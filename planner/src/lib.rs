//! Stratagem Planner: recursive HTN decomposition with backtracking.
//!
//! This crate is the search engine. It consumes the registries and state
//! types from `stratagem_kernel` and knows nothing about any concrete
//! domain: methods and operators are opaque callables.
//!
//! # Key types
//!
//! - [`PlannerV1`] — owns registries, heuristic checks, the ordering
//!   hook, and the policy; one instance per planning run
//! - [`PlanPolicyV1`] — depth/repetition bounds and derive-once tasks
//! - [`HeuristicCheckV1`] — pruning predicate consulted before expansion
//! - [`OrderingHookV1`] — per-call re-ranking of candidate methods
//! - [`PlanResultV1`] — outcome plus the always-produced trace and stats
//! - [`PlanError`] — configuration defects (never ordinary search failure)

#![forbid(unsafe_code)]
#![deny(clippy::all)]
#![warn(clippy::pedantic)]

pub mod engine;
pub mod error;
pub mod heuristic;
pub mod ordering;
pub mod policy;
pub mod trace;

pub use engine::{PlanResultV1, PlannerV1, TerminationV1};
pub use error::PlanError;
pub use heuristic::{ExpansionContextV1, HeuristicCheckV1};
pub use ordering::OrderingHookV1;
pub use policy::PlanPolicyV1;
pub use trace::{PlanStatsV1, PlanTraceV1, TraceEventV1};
_ _ _ _ _ _ _
▸ **TASK INSTRUCTIONS**
Your reply should be every line of the material, transcribed exactly.

▸ **RESPONSE TO THIS TASK**
filename planner/src/lib.rs
//! Stratagem Planner: recursive HTN decomposition with backtracking.
//!
//! This crate is the search engine. It consumes the registries and state
//! types from `stratagem_kernel` and knows nothing about any concrete
//! domain: methods and operators are opaque callables.
//!
//! # Key types
//!
//! - [`PlannerV1`] — owns registries, heuristic checks, the ordering
//!   hook, and the policy; one instance per planning run
//! - [`PlanPolicyV1`] — depth/repetition bounds and derive-once tasks
//! - [`HeuristicCheckV1`] — pruning predicate consulted before expansion
//! - [`OrderingHookV1`] — per-call re-ranking of candidate methods
//! - [`PlanResultV1`] — outcome plus the always-produced trace and stats
//! - [`PlanError`] — configuration defects (never ordinary search failure)

#![forbid(unsafe_code)]
#![deny(clippy::all)]
#![warn(clippy::pedantic)]

pub mod engine;
pub mod error;
pub mod heuristic;
pub mod ordering;
pub mod policy;
pub mod trace;

pub use engine::{PlanResultV1, PlannerV1, TerminationV1};
pub use error::PlanError;
pub use heuristic::{ExpansionContextV1, HeuristicCheckV1};
pub use ordering::OrderingHookV1;
pub use policy::PlanPolicyV1;
pub use trace::{PlanStatsV1, PlanTraceV1, TraceEventV1};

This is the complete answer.